Sharon s’engage à démanteler les colonies sauvages

En dix ans, plus d’une centaine de colonies sauvages ont été créés.(photo : AFP)
En dix ans, plus d’une centaine de colonies sauvages ont été créés.
(photo : AFP)
Le gouvernement israélien a annoncé dimanche sa décision de détruire toutes les implantations sauvages créées depuis mars 2001, date à laquelle Ariel Sharon est arrivé au pouvoir. Le Premier ministre a justifié sa décision comme conforme aux engagements pris par Israël vis-à-vis de la Feuille de route, le dernier plan de paix international pour un règlement du conflit avec les Palestiniens. Mais sa décision semble avant tout répondre à de fortes pressions internationales qui se sont accentuées depuis la publication d’un rapport accablant, rédigé à sa demande, qui dénonce «l’institutionnalisation » des colonies sauvages.

La poursuite de la colonisation en Cisjordanie, régulièrement dénoncée par les Palestiniens et par les organisations de défense de droits de l’Homme israéliennes, était certes un secret de polichinelle. Mais pour la première fois, une juriste a consigné noir sur blanc les violations de la loi dans ce domaine. Me Talia Sassoun, qui a été mandatée par Ariel Sharon en personne pour examiner le statut juridique des points de colonisation sauvage, s’est uniquement basée pour rédiger son rapport sur la législation israélienne et le réquisitoire qu’elle dresse est sans appel pour les gouvernements qui se sont succédé ses dix dernières années en Israël. «Les violations de la loi sont devenues la norme au sein de plusieurs organismes officiels», affirme-t-elle en effet. Dans son collimateur, les ministères de l’Habitat, des Infrastructures, de l’Education mais aussi de la Défense ainsi que l’Organisation sioniste mondiale.

Car dans son rapport, Talia Sassoun met en lumière le système qui a permis en dix ans l’établissement de plus d’une centaine de colonies sauvages, dont vingt-quatre ont été créées après l’arrivée à la tête de l’exécutif israélien d’Ariel Sharon en mars 2001. Depuis des années en effet et sous tous les gouvernements, le même procédé a été utilisé. Une antenne est d’abord installée sur un lieu jugé stratégique, puis elle est raccordée au réseau électrique. Un garde y est ensuite affecté et la piste qui y mène carrossée. Enfin les caravanes de colons s’installent sur les lieux et les autorités leur aménagent les infrastructures nécessaires. Ces projets ne peuvent aboutir, explique Talia Sassoun, sans la collaboration de plusieurs organes de l’Etat.
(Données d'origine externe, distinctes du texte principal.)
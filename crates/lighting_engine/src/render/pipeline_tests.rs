//! Pipeline integration tests against the recording context

use approx::assert_relative_eq;

use crate::core::LessonConfig;
use crate::foundation::math::{mat3_to_array, mat4_to_array, top_left_3x3, MathError, Vec3, Vec4};
use crate::render::api::names;
use crate::render::{
    Camera, LessonPipeline, LightingMode, RecordingContext, RenderError, SurfacePoint,
    UniformValue,
};

const EPSILON: f32 = 1e-5;

fn pipeline(mode: LightingMode) -> (LessonPipeline, RecordingContext) {
    let mut ctx = RecordingContext::new();
    let pipeline = LessonPipeline::new(&LessonConfig::preset(mode), &mut ctx).unwrap();
    (pipeline, ctx)
}

fn mat4_uniform(ctx: &RecordingContext, name: &str) -> [f32; 16] {
    match ctx.last_uniform(name) {
        Some(UniformValue::Mat4(m)) => *m,
        other => panic!("{name}: expected mat4, got {other:?}"),
    }
}

#[test]
fn test_new_uploads_mesh_and_program() {
    let (pipeline, ctx) = pipeline(LightingMode::Unlit);
    assert_eq!(ctx.program_count(), 1);
    assert_eq!(ctx.mesh_count(), 1);
    assert_eq!(pipeline.frames_rendered(), 0);
    assert!(pipeline.last_frame().is_none());
}

#[test]
fn test_every_lesson_draws_once_per_frame() {
    for mode in LightingMode::ALL {
        let (mut pipeline, mut ctx) = pipeline(mode);
        for frame in 0..3 {
            pipeline
                .render_frame(f64::from(frame) * 16.0, &mut ctx)
                .unwrap_or_else(|e| panic!("{mode}: {e}"));
        }
        assert_eq!(ctx.draw_calls().len(), 3, "{mode}");
        assert!(ctx.draw_calls().iter().all(|d| d.mode == mode));
        assert_eq!(pipeline.frames_rendered(), 3);
    }
}

#[test]
fn test_model_changes_while_view_and_projection_stay_fixed() {
    let (mut pipeline, mut ctx) = pipeline(LightingMode::Lambert);
    pipeline.render_frame(0.0, &mut ctx).unwrap();
    pipeline.render_frame(1000.0, &mut ctx).unwrap();

    let draws = ctx.draw_calls();
    assert_ne!(draws[0].uniforms.get(names::MODEL), draws[1].uniforms.get(names::MODEL));
    assert_eq!(draws[0].uniforms.get(names::VIEW), draws[1].uniforms.get(names::VIEW));
    assert_eq!(
        draws[0].uniforms.get(names::PROJECTION),
        draws[1].uniforms.get(names::PROJECTION)
    );

    let expected = mat4_to_array(&pipeline.state().model_matrix(1000.0));
    assert_eq!(mat4_uniform(&ctx, names::MODEL), expected);
}

#[test]
fn test_view_is_inverse_camera_translation() {
    let (mut pipeline, mut ctx) = pipeline(LightingMode::Unlit);
    pipeline.render_frame(0.0, &mut ctx).unwrap();
    let view = mat4_uniform(&ctx, names::VIEW);
    // Column-major: translation lives in the last column
    assert_relative_eq!(view[12], 0.0);
    assert_relative_eq!(view[13], 0.0);
    assert_relative_eq!(view[14], -5.0);
}

#[test]
fn test_normal_matrix_of_spin_is_the_rotation() {
    let (mut pipeline, mut ctx) = pipeline(LightingMode::TransformedNormals);
    pipeline.render_frame(2500.0, &mut ctx).unwrap();

    let frame = *pipeline.last_frame().unwrap();
    let rotation = top_left_3x3(&frame.model);
    assert_relative_eq!(frame.normal_matrix, rotation, epsilon = EPSILON);

    let Some(UniformValue::Mat3(uploaded)) = ctx.last_uniform(names::NORMAL_MATRIX) else {
        panic!("normalMatrix missing");
    };
    assert_eq!(*uploaded, mat3_to_array(&frame.normal_matrix));
}

#[test]
fn test_failed_draw_skips_only_that_frame() {
    let (mut pipeline, mut ctx) = pipeline(LightingMode::BlinnPhong);
    pipeline.render_frame(0.0, &mut ctx).unwrap();

    ctx.fail_next_draw();
    let result = pipeline.render_frame(16.0, &mut ctx);
    assert!(matches!(result, Err(RenderError::ResourceUnavailable(_))));
    assert_eq!(pipeline.frames_rendered(), 1);

    pipeline.render_frame(32.0, &mut ctx).unwrap();
    assert_eq!(pipeline.frames_rendered(), 2);
    assert_eq!(ctx.draw_calls().len(), 2);
}

#[test]
fn test_light_edits_are_picked_up_next_frame() {
    let (mut pipeline, mut ctx) = pipeline(LightingMode::Lambert);
    pipeline.render_frame(0.0, &mut ctx).unwrap();

    pipeline.environment_mut().light_mut("sun").unwrap().direction = Vec3::zeros();
    assert!(matches!(
        pipeline.render_frame(16.0, &mut ctx),
        Err(RenderError::Math(MathError::DegenerateVector))
    ));

    pipeline.environment_mut().light_mut("sun").unwrap().direction = Vec3::new(0.0, 0.0, 3.0);
    pipeline.render_frame(32.0, &mut ctx).unwrap();
    assert_eq!(
        ctx.last_uniform(names::LIGHT_DIRECTION),
        Some(&UniformValue::Vec3([0.0, 0.0, 1.0]))
    );
}

#[test]
fn test_multi_light_uploads_every_point_light() {
    let (mut pipeline, mut ctx) = pipeline(LightingMode::MultiLight);
    pipeline.render_frame(0.0, &mut ctx).unwrap();
    assert_eq!(ctx.last_uniform(names::LIGHT_COUNT), Some(&UniformValue::Int(3)));
    let Some(UniformValue::FloatArray(positions)) = ctx.last_uniform(names::LIGHT_POSITION) else {
        panic!("lightPosition missing");
    };
    assert_eq!(positions.len(), 9);
    assert_eq!(&positions[0..3], &[3.0, 2.0, 3.0]);
}

#[test]
fn test_camera_move_updates_view() {
    let (mut pipeline, mut ctx) = pipeline(LightingMode::Unlit);
    let mut camera = Camera::default();
    camera.set_position(Vec3::new(1.0, 0.0, 10.0));
    pipeline.set_camera(&camera).unwrap();
    pipeline.render_frame(0.0, &mut ctx).unwrap();

    let view = mat4_uniform(&ctx, names::VIEW);
    assert_relative_eq!(view[12], -1.0);
    assert_relative_eq!(view[14], -10.0);
}

#[test]
fn test_shade_point_lambert_top_of_sphere() {
    let (pipeline, _ctx) = pipeline(LightingMode::Lambert);
    let top = SurfacePoint::new(Vec3::new(0.0, 1.0, 0.0), Vec3::new(0.0, 1.0, 0.0));
    let color = pipeline.shade_point(0.0, &top).unwrap();

    let brightness = 1.0 / Vec3::new(0.2, 1.0, 0.5).norm();
    assert_relative_eq!(
        color,
        Vec4::new(0.8 * brightness, brightness, brightness, 1.0),
        epsilon = EPSILON
    );
}

#[test]
fn test_shade_point_normals_follow_the_spin() {
    let quarter_turn_ms = f64::from(std::f32::consts::FRAC_PI_2) / f64::from(0.0005_f32);
    let side = SurfacePoint::new(Vec3::new(1.0, 0.0, 0.0), Vec3::new(1.0, 0.0, 0.0));

    let (transformed, _) = pipeline(LightingMode::TransformedNormals);
    let color = transformed.shade_point(quarter_turn_ms, &side).unwrap();
    assert_relative_eq!(color, Vec4::new(0.5, 0.5, 0.0, 1.0), epsilon = EPSILON);

    let (raw, _) = pipeline(LightingMode::NormalVisualization);
    let color = raw.shade_point(quarter_turn_ms, &side).unwrap();
    assert_relative_eq!(color, Vec4::new(1.0, 0.5, 0.5, 1.0), epsilon = EPSILON);
}

#[test]
fn test_invalid_config_creates_nothing() {
    let mut config = LessonConfig::preset(LightingMode::Unlit);
    config.camera.near = 0.0;
    let mut ctx = RecordingContext::new();
    assert!(LessonPipeline::new(&config, &mut ctx).is_err());
    assert_eq!(ctx.program_count(), 0);
    assert_eq!(ctx.mesh_count(), 0);
}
Ainsi le ministère de l’Habitat fournit des fonds et les mobile homes aux colons, celui des Infrastructures se charge des raccordement en eau et en électricité tandis que l’Education nationale installe des jardins d’enfants et des écoles. Le ministère de la Défense est pour sa part mis en cause pour avoir non seulement laisser transporter et installer des caravanes sur un territoire occupé dont il a la charge mais aussi pour avoir fourni des soldats pour assurer la sécurité des colons. Le rapport de Talia Sassoun révèle en outre des responsables militaires, censés faire évacuer les colonies, ont conclu des accords tacites avec les colons pour les maintenir sur place.

Cette mise en cause des échelons politique, militaire et administratif du pays faire dire à la juriste israélienne que «le détournement de la loi a été institutionnalisé».  Elle recommande d’ailleurs dans son rapport d’examiner la possibilité de poursuivre en justice plusieurs responsables gouvernementaux.

Sharon cherche à gagner du temps

La publication la semaine dernière de ce document a fait grand bruit en Israël où le gouvernement Sharon est depuis plusieurs semaines déjà soumis à de fortes pressions de la part de son grand allié américain qui réclame fermement que soient démanteler les implantations sauvages. Le président George Bush y a fait allusion dans plusieurs de ses discours et la secrétaire d’Etat américaine a encore tout récemment haussé le ton sur ce sujet. Recevant mardi dernier à Washington le plus proche conseiller d’Ariel Sharon, Dov Weisglass, Condoleezza Rice l’a en effet ouvertement mis en garde sur l’impact que pourrait avoir sur l’aide américaine à l’Etat hébreu un refus de régler cet épineux dossier. Une menace qui en dit long sur les attentes de l’administration Bush visiblement déterminée à faire avancer les pourparlers de paix israélo-palestiniens. Ariel Sharon et Mahmoud Abbas sont d’ailleurs attendus à Washington où ils doivent se rendre séparément en avril.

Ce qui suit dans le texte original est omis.